PROBLEM STATEMENT →
Report how many lines in the data include the string "PagePattern", and add nothing else.

[Collected data]
★ ★ ★

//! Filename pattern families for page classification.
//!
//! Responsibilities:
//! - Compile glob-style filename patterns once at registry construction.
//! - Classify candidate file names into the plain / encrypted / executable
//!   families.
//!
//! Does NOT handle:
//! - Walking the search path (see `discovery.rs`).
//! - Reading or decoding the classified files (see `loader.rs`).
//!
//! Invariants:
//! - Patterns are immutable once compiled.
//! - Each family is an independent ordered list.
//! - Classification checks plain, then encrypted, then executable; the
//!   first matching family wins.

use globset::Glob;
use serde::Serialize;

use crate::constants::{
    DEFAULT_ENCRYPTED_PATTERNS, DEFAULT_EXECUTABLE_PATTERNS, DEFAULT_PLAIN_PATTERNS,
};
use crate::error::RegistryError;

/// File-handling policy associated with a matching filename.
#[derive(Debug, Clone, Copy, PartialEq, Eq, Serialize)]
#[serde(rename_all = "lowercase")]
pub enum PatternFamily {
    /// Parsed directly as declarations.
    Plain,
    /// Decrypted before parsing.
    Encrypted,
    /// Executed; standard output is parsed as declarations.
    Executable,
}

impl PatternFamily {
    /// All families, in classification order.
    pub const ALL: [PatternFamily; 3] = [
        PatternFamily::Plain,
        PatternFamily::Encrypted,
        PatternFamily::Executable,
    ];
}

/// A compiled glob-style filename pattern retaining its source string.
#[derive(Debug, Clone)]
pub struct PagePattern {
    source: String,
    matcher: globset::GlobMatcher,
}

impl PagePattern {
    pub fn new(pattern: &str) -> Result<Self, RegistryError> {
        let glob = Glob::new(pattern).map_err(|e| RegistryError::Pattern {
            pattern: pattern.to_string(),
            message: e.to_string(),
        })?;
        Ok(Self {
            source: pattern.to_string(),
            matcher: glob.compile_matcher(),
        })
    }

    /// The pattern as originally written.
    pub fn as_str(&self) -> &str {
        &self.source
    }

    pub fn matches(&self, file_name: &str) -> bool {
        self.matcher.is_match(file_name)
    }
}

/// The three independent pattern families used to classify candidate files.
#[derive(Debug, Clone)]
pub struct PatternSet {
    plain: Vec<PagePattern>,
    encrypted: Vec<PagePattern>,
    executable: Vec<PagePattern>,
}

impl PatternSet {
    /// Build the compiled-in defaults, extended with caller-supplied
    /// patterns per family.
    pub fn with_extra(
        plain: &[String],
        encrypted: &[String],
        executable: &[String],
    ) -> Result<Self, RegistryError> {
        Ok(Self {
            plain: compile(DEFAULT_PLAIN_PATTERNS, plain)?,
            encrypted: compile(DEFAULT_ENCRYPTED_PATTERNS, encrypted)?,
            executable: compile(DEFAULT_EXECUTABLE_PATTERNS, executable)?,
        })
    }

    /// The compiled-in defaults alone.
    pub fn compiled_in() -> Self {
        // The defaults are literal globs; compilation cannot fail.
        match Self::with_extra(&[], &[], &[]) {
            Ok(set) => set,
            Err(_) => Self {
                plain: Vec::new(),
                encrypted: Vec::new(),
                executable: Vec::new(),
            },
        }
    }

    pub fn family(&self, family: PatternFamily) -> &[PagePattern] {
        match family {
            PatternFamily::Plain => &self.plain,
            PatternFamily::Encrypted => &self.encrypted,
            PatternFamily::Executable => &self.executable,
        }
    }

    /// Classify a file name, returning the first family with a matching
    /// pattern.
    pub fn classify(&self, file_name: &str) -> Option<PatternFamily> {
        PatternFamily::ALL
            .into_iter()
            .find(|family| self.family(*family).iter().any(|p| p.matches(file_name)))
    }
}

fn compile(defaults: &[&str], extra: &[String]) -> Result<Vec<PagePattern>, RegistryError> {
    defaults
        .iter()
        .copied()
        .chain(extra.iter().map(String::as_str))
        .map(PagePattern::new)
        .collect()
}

★ ★ ★

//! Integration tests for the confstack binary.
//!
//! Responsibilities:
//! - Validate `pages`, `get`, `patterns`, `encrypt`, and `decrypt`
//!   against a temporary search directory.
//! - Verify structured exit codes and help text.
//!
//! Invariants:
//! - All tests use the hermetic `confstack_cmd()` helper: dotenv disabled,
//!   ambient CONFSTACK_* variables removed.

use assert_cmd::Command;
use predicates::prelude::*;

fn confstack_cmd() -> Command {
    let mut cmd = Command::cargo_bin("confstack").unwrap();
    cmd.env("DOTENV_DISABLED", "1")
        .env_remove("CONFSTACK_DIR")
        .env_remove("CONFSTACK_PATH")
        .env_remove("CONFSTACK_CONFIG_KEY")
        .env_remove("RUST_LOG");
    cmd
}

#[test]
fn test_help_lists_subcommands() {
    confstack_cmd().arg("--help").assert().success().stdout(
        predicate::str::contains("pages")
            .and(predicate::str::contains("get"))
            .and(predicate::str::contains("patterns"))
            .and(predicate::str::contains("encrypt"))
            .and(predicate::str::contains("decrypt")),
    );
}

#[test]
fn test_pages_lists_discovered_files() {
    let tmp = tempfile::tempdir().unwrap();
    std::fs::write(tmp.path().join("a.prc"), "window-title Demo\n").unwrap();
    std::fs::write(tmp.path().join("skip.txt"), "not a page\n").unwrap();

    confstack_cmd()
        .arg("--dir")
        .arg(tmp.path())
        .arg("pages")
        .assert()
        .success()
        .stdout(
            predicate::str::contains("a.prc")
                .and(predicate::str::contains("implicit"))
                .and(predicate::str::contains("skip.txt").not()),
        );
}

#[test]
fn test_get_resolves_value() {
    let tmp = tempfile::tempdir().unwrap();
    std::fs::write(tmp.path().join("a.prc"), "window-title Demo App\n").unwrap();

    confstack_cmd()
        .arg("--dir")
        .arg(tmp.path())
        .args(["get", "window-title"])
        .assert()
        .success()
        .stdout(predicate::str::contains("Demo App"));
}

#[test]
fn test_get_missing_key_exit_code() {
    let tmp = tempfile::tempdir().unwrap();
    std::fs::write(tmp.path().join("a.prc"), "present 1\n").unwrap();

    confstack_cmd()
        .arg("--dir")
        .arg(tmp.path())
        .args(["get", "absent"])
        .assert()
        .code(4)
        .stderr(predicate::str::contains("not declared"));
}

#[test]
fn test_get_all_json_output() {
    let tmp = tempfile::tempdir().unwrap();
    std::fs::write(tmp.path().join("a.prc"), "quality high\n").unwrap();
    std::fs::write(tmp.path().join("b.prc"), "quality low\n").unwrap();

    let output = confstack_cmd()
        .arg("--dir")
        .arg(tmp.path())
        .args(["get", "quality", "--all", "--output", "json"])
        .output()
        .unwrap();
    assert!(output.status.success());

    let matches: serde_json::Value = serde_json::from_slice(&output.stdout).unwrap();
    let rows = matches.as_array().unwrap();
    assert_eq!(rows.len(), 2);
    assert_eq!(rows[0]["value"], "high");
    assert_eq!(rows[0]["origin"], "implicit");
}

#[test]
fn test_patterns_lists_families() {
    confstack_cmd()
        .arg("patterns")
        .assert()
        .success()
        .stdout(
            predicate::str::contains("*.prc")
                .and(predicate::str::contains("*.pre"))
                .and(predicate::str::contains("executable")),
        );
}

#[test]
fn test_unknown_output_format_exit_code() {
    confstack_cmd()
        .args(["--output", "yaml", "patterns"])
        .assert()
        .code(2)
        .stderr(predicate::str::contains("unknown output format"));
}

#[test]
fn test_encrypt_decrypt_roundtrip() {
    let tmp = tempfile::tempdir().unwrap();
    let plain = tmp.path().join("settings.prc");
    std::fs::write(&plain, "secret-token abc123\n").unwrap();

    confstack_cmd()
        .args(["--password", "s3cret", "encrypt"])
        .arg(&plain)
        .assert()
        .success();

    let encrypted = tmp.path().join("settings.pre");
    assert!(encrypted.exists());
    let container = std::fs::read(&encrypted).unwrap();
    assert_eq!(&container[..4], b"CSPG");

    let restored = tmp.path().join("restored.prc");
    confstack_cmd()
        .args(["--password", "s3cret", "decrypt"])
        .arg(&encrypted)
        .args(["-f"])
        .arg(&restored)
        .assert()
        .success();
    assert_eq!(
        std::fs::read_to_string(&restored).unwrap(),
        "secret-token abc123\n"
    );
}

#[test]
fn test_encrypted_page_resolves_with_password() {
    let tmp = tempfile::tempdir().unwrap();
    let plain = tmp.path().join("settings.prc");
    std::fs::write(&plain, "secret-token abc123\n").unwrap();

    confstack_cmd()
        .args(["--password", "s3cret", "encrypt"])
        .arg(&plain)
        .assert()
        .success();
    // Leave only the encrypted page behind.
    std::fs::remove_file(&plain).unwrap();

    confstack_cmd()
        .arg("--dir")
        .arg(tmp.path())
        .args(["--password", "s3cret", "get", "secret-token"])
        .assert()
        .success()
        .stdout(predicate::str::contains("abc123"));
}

★ ★ ★

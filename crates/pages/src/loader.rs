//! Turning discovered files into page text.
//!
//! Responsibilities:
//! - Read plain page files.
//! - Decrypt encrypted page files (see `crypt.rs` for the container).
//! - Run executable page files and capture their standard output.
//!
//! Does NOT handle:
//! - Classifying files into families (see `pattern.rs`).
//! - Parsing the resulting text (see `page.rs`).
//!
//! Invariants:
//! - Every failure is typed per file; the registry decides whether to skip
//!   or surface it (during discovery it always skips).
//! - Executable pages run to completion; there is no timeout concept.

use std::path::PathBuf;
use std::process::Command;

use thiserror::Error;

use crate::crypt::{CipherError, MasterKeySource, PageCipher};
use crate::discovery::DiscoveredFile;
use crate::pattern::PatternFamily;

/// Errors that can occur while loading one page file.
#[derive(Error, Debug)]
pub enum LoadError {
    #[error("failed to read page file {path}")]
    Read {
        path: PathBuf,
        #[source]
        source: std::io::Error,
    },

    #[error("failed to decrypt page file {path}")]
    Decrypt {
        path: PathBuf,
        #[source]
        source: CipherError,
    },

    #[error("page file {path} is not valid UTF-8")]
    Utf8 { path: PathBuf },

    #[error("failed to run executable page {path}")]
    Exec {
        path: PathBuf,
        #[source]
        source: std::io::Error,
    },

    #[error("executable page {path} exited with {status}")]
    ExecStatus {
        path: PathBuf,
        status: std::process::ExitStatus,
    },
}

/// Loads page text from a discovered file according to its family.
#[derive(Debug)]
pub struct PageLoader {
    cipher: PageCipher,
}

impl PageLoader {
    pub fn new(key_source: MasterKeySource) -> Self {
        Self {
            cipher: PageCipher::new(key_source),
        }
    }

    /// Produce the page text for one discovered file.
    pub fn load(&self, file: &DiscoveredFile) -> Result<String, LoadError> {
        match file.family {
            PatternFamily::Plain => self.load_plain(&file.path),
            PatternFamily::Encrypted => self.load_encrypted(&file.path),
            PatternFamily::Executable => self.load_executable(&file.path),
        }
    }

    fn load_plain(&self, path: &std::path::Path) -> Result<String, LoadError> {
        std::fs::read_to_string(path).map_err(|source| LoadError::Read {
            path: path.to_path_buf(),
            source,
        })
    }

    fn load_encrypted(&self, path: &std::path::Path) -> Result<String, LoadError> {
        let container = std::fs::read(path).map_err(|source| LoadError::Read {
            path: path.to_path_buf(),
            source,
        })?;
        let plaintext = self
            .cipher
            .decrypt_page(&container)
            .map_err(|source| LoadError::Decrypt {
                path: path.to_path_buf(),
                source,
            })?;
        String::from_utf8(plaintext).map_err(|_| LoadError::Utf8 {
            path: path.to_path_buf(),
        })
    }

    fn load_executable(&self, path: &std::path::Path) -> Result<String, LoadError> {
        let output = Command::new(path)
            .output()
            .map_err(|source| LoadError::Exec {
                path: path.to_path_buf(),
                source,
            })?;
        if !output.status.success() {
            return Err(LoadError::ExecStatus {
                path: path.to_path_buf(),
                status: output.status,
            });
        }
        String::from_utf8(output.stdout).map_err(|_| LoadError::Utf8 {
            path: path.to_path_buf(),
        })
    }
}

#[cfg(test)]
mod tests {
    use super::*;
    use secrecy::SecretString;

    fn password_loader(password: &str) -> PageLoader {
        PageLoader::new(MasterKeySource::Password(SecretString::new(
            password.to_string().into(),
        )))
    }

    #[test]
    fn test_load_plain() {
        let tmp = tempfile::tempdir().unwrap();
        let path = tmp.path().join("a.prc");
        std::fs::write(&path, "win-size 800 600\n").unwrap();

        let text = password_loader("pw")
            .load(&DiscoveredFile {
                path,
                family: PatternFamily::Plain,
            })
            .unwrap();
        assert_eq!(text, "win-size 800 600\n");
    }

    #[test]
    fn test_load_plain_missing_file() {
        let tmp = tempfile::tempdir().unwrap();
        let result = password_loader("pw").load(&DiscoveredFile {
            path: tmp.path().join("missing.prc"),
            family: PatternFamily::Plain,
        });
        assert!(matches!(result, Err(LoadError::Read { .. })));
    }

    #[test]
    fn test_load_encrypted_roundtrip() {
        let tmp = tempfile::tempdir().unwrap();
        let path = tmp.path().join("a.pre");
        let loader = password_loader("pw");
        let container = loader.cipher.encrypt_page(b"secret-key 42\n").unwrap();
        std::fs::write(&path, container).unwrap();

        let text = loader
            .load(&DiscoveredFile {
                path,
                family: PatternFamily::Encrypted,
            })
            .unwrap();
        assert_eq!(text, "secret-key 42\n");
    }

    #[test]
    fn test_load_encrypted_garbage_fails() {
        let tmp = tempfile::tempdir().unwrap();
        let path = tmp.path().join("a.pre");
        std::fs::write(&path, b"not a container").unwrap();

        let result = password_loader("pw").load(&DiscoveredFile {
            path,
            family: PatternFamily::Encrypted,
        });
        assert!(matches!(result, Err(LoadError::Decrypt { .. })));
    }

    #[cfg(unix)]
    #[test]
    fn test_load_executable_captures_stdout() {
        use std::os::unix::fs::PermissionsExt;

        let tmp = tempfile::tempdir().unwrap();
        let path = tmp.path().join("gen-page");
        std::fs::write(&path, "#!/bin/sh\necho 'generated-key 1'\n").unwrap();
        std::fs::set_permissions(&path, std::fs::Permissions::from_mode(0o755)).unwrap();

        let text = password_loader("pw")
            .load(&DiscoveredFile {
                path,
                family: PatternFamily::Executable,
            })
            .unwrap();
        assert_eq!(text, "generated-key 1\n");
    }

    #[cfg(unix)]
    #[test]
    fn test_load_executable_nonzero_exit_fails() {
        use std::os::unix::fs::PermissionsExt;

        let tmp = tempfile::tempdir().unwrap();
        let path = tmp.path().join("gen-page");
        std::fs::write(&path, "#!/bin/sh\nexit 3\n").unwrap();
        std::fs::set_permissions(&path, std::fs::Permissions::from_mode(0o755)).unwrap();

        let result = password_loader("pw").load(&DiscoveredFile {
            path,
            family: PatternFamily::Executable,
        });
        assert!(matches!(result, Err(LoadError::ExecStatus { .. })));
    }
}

★ ★ ★

EXPECTED OUTPUT →
8